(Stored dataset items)
○ ○ ○ ○ ○ ○ ○

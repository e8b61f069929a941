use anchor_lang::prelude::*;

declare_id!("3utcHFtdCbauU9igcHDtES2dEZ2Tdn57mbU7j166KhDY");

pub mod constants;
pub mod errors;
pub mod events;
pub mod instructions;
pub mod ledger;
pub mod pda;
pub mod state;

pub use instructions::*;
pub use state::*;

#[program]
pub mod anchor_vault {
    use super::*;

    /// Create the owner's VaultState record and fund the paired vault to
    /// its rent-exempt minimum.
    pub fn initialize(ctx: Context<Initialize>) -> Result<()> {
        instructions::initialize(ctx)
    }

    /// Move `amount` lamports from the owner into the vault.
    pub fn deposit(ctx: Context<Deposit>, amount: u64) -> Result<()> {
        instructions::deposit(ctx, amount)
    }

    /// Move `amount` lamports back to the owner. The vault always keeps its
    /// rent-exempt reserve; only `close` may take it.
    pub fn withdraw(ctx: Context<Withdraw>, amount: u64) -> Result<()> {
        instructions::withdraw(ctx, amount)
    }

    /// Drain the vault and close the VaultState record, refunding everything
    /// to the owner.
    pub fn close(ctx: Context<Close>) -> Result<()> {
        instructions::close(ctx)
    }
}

○ ○ ○ ○ ○ ○ ○

Assignment
All that is wanted is the set of lines from the one with "pub fn close(ctx: Context<Close>)" through the last line of the entries, both included, output exactly.

Exercise response
    pub fn close(ctx: Context<Close>) -> Result<()> {
        instructions::close(ctx)
    }
}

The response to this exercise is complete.